> WHAT THE TASK REQUIRES
Each line that contains the string "back" counts once; report how many such lines appear in the data, as a number only.

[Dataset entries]
BEGIN

pub mod schema;

use async_trait::async_trait;
use futures::TryStreamExt;
use mongodb::bson::{Document, doc};
use mongodb::error::{Error as MongoError, ErrorKind as MongoErrorKind};
use mongodb::options::ClientOptions;
use mongodb::{Client, Collection, Database, IndexModel};
use std::future::IntoFuture;
use std::sync::Arc;
use std::time::{Duration, Instant};
use tracing::{debug, info};

use crate::metrics::Metrics;
use crate::models::common::DatabaseConfig;
use crate::models::datasets::blocks::{Block, Header};
use crate::models::datasets::transactions::Transaction;
use crate::models::errors::StoreError;
use crate::storage::mongo::schema::{
    BLOCK_COLLECTION, HEADER_COLLECTION, TRANSACTION_COLLECTION, block_indexes, header_indexes,
    transaction_indexes,
};
use crate::storage::{Store, WriteOutcome};
use crate::utils::with_timeout;

/// Which side of the store an operation touches, for error classification
#[derive(Clone, Copy)]
enum Access {
    Read,
    Write,
}

pub struct MongoStore {
    headers: Collection<Header>,
    blocks: Collection<Block>,
    transactions: Collection<Transaction>,
    timeout: Duration,
    metrics: Option<Arc<Metrics>>,
}

impl MongoStore {
    /// Connect, verify the server answers, and make sure the key indexes exist
    pub async fn connect(
        config: &DatabaseConfig,
        metrics: Option<Arc<Metrics>>,
    ) -> Result<Self, StoreError> {
        let timeout = Duration::from_millis(config.timeout_ms);

        let mut options = ClientOptions::parse(&config.uri)
            .await
            .map_err(|e| StoreError::Connection(e.to_string()))?;
        options.app_name = Some("block-scanner".to_string());
        options.server_selection_timeout = Some(timeout);
        options.connect_timeout = Some(timeout);

        let client =
            Client::with_options(options).map_err(|e| StoreError::Connection(e.to_string()))?;
        let db = client.database(&config.name);

        let store = Self {
            headers: db.collection(HEADER_COLLECTION),
            blocks: db.collection(BLOCK_COLLECTION),
            transactions: db.collection(TRANSACTION_COLLECTION),
            timeout,
            metrics,
        };

        store.ping(&db).await?;
        store
            .ensure_indexes(&store.headers, HEADER_COLLECTION, header_indexes())
            .await?;
        store
            .ensure_indexes(&store.blocks, BLOCK_COLLECTION, block_indexes())
            .await?;
        store
            .ensure_indexes(
                &store.transactions,
                TRANSACTION_COLLECTION,
                transaction_indexes(),
            )
            .await?;

        Ok(store)
    }

    async fn ping(&self, db: &Database) -> Result<(), StoreError> {
        self.run("ping", "admin", Access::Read, db.run_command(doc! { "ping": 1 }))
            .await
            .map_err(|e| StoreError::Connection(e.to_string()))?;
        Ok(())
    }

    async fn ensure_indexes<T: Send + Sync>(
        &self,
        collection: &Collection<T>,
        name: &str,
        indexes: Vec<IndexModel>,
    ) -> Result<(), StoreError> {
        let result = self
            .run(
                "create_indexes",
                name,
                Access::Write,
                collection.create_indexes(indexes),
            )
            .await?;
        info!(
            "Ensured indexes {:?} on collection '{}'",
            result.index_names, name
        );
        Ok(())
    }

    /// Apply the store deadline, record metrics, and classify driver errors
    async fn run<T, F>(
        &self,
        operation: &'static str,
        collection: &str,
        access: Access,
        future: F,
    ) -> Result<T, StoreError>
    where
        F: IntoFuture<Output = Result<T, MongoError>>,
    {
        let start = Instant::now();
        let result = match with_timeout(self.timeout, future.into_future()).await {
            Some(Ok(value)) => Ok(value),
            Some(Err(e)) => Err(classify(collection, access, e)),
            None => Err(StoreError::Timeout {
                operation: format!("{operation} on '{collection}'"),
                timeout_ms: self.timeout.as_millis() as u64,
            }),
        };

        if let Some(metrics) = &self.metrics {
            metrics.record_store(operation, start.elapsed().as_secs_f64(), result.is_err());
        }

        result
    }

    async fn replace_by_key<T>(
        &self,
        collection: &Collection<T>,
        name: &str,
        filter: Document,
        record: &T,
    ) -> Result<WriteOutcome, StoreError>
    where
        T: serde::Serialize + Send + Sync,
    {
        let result = self
            .run(
                "replace_one",
                name,
                Access::Write,
                collection.replace_one(filter, record).upsert(true),
            )
            .await?;

        Ok(match result.upserted_id {
            Some(_) => WriteOutcome::Inserted,
            None => WriteOutcome::Replaced,
        })
    }
}

fn classify(collection: &str, access: Access, error: MongoError) -> StoreError {
    match *error.kind {
        MongoErrorKind::BsonDeserialization(_) => StoreError::Decode {
            collection: collection.to_string(),
            reason: error.to_string(),
        },
        MongoErrorKind::Io(_) | MongoErrorKind::ServerSelection { .. } => {
            StoreError::Connection(error.to_string())
        }
        _ => match access {
            Access::Read => StoreError::Query {
                collection: collection.to_string(),
                reason: error.to_string(),
            },
            Access::Write => StoreError::Write {
                collection: collection.to_string(),
                reason: error.to_string(),
            },
        },
    }
}

/// BSON has no unsigned 64-bit integer
fn bson_number(collection: &str, value: u64) -> Result<i64, StoreError> {
    i64::try_from(value).map_err(|_| StoreError::Write {
        collection: collection.to_string(),
        reason: format!("block number {value} exceeds the BSON integer range"),
    })
}

#[async_trait]
impl Store for MongoStore {
    async fn highest_block_number(&self) -> Result<u64, StoreError> {
        let latest = self
            .run(
                "find_one",
                BLOCK_COLLECTION,
                Access::Read,
                self.blocks
                    .find_one(doc! {})
                    .sort(doc! { "blockNumber": -1 }),
            )
            .await?;

        Ok(latest.map(|block| block.block_number).unwrap_or(0))
    }

    async fn upsert_header(&self, header: &Header) -> Result<WriteOutcome, StoreError> {
        let key = bson_number(HEADER_COLLECTION, header.block_number)?;
        self.replace_by_key(
            &self.headers,
            HEADER_COLLECTION,
            doc! { "blockNumber": key },
            header,
        )
        .await
    }

    async fn upsert_block(&self, block: &Block) -> Result<WriteOutcome, StoreError> {
        let key = bson_number(BLOCK_COLLECTION, block.block_number)?;
        self.replace_by_key(
            &self.blocks,
            BLOCK_COLLECTION,
            doc! { "blockNumber": key },
            block,
        )
        .await
    }

    async fn upsert_transaction(
        &self,
        transaction: &Transaction,
    ) -> Result<WriteOutcome, StoreError> {
        self.replace_by_key(
            &self.transactions,
            TRANSACTION_COLLECTION,
            doc! { "hash": transaction.hash.as_str() },
            transaction,
        )
        .await
    }

    async fn delete_transactions_for_block(&self, block_number: u64) -> Result<u64, StoreError> {
        let key = bson_number(TRANSACTION_COLLECTION, block_number)?;
        let result = self
            .run(
                "delete_many",
                TRANSACTION_COLLECTION,
                Access::Write,
                self.transactions.delete_many(doc! { "blockNumber": key }),
            )
            .await?;
        debug!(
            "Deleted {} transactions of block {}",
            result.deleted_count, block_number
        );
        Ok(result.deleted_count)
    }

    async fn all_blocks(&self) -> Result<Vec<Block>, StoreError> {
        self.run("find", BLOCK_COLLECTION, Access::Read, async {
            self.blocks
                .find(doc! {})
                .sort(doc! { "blockNumber": 1 })
                .await?
                .try_collect()
                .await
        })
        .await
    }

    async fn all_transactions(&self) -> Result<Vec<Transaction>, StoreError> {
        self.run("find", TRANSACTION_COLLECTION, Access::Read, async {
            self.transactions
                .find(doc! {})
                .sort(doc! { "blockNumber": 1, "hash": 1 })
                .await?
                .try_collect()
                .await
        })
        .await
    }

    async fn block_by_number(&self, block_number: u64) -> Result<Option<Block>, StoreError> {
        // Numbers past the BSON range cannot have been stored
        let Ok(key) = i64::try_from(block_number) else {
            return Ok(None);
        };
        self.run(
            "find_one",
            BLOCK_COLLECTION,
            Access::Read,
            self.blocks.find_one(doc! { "blockNumber": key }),
        )
        .await
    }

    async fn transaction_by_hash(&self, hash: &str) -> Result<Option<Transaction>, StoreError> {
        self.run(
            "find_one",
            TRANSACTION_COLLECTION,
            Access::Read,
            self.transactions.find_one(doc! { "hash": hash }),
        )
        .await
    }
}

#[cfg(test)]
mod tests {
    use super::*;
    use crate::models::datasets::transactions::TxStatus;
    use alloy_primitives::{Bloom, U256};
    use mongodb::bson::{Bson, from_slice, to_raw_document_buf};
    use serde::Serialize;
    use serde::de::DeserializeOwned;

    /// Encode the way the driver does, decode it back, and return the document
    fn round_trip<T>(record: &T) -> Document
    where
        T: Serialize + DeserializeOwned + PartialEq + std::fmt::Debug,
    {
        let raw = to_raw_document_buf(record).unwrap();
        let back: T = from_slice(raw.as_bytes()).unwrap();
        assert_eq!(&back, record);
        raw.to_document().unwrap()
    }

    fn burnt_fees() -> U256 {
        U256::from(553_402_322_211_286_548_450_000_000u128)
    }

    #[test]
    fn test_header_document() {
        let header = Header {
            block_number: 101,
            parent_hash: format!("{:#x}", alloy_primitives::B256::repeat_byte(0x11)),
            bloom: Bloom::repeat_byte(0x01),
            time: "2023-11-14 22:13:20 PM UTC".to_string(),
            nonce: "0x0000000000000042".to_string(),
        };
        let document = round_trip(&header);

        let key = bson_number(HEADER_COLLECTION, 101).unwrap();
        assert_eq!(document.get("blockNumber"), Some(&Bson::Int64(key)));
        assert!(matches!(document.get("bloom"), Some(Bson::Binary(_))));
        assert_eq!(
            document.get_str("timestamp").unwrap(),
            "2023-11-14 22:13:20 PM UTC"
        );
    }

    #[test]
    fn test_block_document() {
        let block = Block {
            block_number: 101,
            fee_recipient: "0xfefefefefefefefefefefefefefefefefefefefe".to_string(),
            block_size: 1_101,
            gas_used: 30_000_000,
            gas_limit: 30_000_000,
            base_fee_per_gas: U256::from(18_446_742_740_709_551_615u128),
            burnt_fees: burnt_fees(),
            extra_data: "7363616e6e6572".to_string(),
            block_hash: "0xb0".to_string(),
            state_root: "0x5e".to_string(),
            transactions: vec!["0x70".to_string()],
        };
        let document = round_trip(&block);

        // Same type as the `{blockNumber: key}` filters and the descending sort
        let key = bson_number(BLOCK_COLLECTION, 101).unwrap();
        assert_eq!(document.get("blockNumber"), Some(&Bson::Int64(key)));
        assert_eq!(
            document.get_str("burntFees").unwrap(),
            "553402322211286548450000000"
        );
        assert_eq!(
            document.get_str("baseFeePerGas").unwrap(),
            "18446742740709551615"
        );
        assert_eq!(document.get_array("transactions").unwrap().len(), 1);
    }

    #[test]
    fn test_transaction_document() {
        let transaction = Transaction {
            hash: "0x70".to_string(),
            status: TxStatus::Success,
            time: "2023-11-14 22:13:20 PM UTC".to_string(),
            from: "0x0a0a0a0a0a0a0a0a0a0a0a0a0a0a0a0a0a0a0a0a".to_string(),
            to: String::new(),
            value: U256::from(10u64).pow(U256::from(20u64)),
            transaction_fee: burnt_fees(),
            gas_price: U256::from(10u64),
            gas_used: 21_000,
            gas_limit: 21_000,
            block_hash: "0xb0".to_string(),
            block_number: 101,
        };
        let document = round_trip(&transaction);

        let key = bson_number(TRANSACTION_COLLECTION, 101).unwrap();
        assert_eq!(document.get("blockNumber"), Some(&Bson::Int64(key)));
        assert_eq!(document.get_str("hash").unwrap(), "0x70");
        assert_eq!(document.get_str("status").unwrap(), "Success");
        assert_eq!(
            document.get_str("amount").unwrap(),
            "100000000000000000000"
        );
        assert_eq!(
            document.get_str("transactionFee").unwrap(),
            "553402322211286548450000000"
        );
        assert_eq!(document.get_str("to").unwrap(), "");
    }

    #[test]
    fn test_bson_number_range() {
        assert_eq!(bson_number(BLOCK_COLLECTION, 42).unwrap(), 42);
        assert!(matches!(
            bson_number(BLOCK_COLLECTION, u64::MAX),
            Err(StoreError::Write { .. })
        ));
    }
}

END

> ANSWER TO THIS PROBLEM
3